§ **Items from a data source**
━━━━━━━━
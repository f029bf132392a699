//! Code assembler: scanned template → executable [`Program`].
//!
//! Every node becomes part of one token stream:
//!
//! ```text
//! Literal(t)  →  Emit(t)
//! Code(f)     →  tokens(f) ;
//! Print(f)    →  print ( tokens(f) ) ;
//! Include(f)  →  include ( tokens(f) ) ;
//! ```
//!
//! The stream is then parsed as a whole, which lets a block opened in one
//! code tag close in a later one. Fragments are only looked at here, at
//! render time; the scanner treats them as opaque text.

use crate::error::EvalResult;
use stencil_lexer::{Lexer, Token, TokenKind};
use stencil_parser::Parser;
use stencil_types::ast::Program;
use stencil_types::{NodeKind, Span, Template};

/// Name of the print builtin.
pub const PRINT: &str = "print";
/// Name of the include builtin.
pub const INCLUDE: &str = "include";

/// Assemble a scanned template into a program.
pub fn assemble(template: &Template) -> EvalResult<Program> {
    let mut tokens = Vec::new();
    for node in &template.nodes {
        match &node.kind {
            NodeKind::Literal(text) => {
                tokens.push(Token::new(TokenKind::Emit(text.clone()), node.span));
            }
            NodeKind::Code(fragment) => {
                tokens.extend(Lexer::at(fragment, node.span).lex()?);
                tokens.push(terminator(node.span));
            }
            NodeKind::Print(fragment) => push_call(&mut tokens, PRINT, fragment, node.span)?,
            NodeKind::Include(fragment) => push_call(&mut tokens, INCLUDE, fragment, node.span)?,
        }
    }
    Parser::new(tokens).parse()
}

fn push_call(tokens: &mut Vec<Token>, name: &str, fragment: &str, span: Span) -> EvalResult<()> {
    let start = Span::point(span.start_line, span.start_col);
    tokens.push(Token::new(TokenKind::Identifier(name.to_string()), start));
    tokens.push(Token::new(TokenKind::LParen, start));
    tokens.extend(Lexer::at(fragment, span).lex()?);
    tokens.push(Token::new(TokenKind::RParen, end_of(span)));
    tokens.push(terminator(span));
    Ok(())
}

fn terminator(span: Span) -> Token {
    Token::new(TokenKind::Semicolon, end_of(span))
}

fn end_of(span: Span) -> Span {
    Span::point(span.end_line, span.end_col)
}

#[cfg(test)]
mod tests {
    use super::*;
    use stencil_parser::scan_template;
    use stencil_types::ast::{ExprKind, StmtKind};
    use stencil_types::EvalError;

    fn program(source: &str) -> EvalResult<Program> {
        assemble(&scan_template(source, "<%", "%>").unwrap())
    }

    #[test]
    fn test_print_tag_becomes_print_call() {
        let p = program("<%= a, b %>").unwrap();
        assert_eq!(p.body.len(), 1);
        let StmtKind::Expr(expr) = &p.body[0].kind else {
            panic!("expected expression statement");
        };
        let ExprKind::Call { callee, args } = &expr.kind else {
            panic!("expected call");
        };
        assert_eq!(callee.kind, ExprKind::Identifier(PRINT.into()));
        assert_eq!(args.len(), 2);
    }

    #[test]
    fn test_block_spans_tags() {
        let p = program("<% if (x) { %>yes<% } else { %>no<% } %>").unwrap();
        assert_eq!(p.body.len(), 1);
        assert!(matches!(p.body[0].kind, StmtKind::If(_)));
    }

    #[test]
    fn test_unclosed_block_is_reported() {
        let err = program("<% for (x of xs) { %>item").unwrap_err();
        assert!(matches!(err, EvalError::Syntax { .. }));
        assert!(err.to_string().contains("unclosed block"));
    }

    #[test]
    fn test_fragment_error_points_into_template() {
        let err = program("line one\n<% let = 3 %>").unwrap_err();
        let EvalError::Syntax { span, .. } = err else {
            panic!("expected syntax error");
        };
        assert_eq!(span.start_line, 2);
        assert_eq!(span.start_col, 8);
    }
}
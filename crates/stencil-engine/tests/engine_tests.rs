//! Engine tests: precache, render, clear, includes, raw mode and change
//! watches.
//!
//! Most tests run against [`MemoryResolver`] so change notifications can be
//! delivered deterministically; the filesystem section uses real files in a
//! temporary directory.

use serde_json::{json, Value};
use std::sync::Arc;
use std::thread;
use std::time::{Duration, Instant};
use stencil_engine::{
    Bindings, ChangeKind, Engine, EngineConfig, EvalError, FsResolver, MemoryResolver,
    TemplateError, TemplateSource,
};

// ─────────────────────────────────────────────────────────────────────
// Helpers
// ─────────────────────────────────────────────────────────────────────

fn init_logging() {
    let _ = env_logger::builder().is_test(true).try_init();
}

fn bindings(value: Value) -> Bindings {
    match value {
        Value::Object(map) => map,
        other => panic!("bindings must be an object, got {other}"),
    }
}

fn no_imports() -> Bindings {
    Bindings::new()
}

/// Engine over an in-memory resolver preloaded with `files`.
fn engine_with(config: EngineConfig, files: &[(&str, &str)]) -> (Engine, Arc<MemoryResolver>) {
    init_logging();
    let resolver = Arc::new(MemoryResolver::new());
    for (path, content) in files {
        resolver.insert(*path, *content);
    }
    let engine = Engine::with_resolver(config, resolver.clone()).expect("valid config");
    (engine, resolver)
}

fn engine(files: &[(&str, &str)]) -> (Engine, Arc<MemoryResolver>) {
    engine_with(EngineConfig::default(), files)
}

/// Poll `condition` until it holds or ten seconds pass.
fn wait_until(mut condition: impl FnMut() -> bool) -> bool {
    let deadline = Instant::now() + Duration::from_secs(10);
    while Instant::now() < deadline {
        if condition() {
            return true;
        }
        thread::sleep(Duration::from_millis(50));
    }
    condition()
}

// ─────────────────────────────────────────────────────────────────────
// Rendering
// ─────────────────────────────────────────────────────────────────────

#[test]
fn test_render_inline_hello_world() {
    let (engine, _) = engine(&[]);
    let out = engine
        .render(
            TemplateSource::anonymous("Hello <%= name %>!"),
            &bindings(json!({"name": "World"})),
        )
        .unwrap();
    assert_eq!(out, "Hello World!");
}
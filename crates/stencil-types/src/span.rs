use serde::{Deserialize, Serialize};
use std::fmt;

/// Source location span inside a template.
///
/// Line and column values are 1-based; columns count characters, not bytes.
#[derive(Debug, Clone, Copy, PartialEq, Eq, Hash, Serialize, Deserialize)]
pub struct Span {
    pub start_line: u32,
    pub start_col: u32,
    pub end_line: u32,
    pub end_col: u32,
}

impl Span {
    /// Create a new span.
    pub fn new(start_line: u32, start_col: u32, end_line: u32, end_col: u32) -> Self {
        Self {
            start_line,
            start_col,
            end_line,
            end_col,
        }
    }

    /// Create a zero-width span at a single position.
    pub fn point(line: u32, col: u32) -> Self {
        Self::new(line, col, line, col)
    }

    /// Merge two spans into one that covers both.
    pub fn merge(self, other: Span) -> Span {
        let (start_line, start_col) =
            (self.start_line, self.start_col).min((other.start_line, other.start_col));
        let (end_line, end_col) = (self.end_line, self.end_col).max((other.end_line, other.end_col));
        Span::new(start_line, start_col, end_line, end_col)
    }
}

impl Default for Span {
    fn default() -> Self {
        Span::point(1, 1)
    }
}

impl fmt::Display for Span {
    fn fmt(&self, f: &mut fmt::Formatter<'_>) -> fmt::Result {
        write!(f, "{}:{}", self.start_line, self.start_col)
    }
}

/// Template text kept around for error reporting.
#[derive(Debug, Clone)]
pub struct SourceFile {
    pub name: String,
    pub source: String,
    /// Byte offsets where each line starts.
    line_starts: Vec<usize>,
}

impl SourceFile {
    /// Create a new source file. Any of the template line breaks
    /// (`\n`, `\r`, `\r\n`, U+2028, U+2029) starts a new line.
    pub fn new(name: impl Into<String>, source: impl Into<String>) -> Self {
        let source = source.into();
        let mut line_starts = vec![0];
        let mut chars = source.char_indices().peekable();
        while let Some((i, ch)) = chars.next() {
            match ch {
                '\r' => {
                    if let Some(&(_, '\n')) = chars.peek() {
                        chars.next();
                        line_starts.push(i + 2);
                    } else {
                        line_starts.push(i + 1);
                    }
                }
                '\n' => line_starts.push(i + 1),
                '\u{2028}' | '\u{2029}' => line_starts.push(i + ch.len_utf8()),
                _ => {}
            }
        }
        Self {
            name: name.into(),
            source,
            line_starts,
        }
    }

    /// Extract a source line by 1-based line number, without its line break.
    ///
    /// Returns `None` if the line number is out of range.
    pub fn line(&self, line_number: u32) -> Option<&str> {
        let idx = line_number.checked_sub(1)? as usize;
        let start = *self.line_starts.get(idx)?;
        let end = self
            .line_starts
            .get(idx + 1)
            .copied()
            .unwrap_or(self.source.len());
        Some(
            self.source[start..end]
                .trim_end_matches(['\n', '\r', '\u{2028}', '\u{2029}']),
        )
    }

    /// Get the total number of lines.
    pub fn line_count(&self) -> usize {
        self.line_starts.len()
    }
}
━━━━━━━━
§ **Task to carry out**
Give the exact lines, and only those, from the line containing "(engine, resolver)" through the line containing "filename crates/stencil-types/src/span.rs" in the entries above.

§ **Reply**
    (engine, resolver)
}

fn engine(files: &[(&str, &str)]) -> (Engine, Arc<MemoryResolver>) {
    engine_with(EngineConfig::default(), files)
}

/// Poll `condition` until it holds or ten seconds pass.
fn wait_until(mut condition: impl FnMut() -> bool) -> bool {
    let deadline = Instant::now() + Duration::from_secs(10);
    while Instant::now() < deadline {
        if condition() {
            return true;
        }
        thread::sleep(Duration::from_millis(50));
    }
    condition()
}

// ─────────────────────────────────────────────────────────────────────
// Rendering
// ─────────────────────────────────────────────────────────────────────

#[test]
fn test_render_inline_hello_world() {
    let (engine, _) = engine(&[]);
    let out = engine
        .render(
            TemplateSource::anonymous("Hello <%= name %>!"),
            &bindings(json!({"name": "World"})),
        )
        .unwrap();
    assert_eq!(out, "Hello World!");
}
filename crates/stencil-types/src/span.rs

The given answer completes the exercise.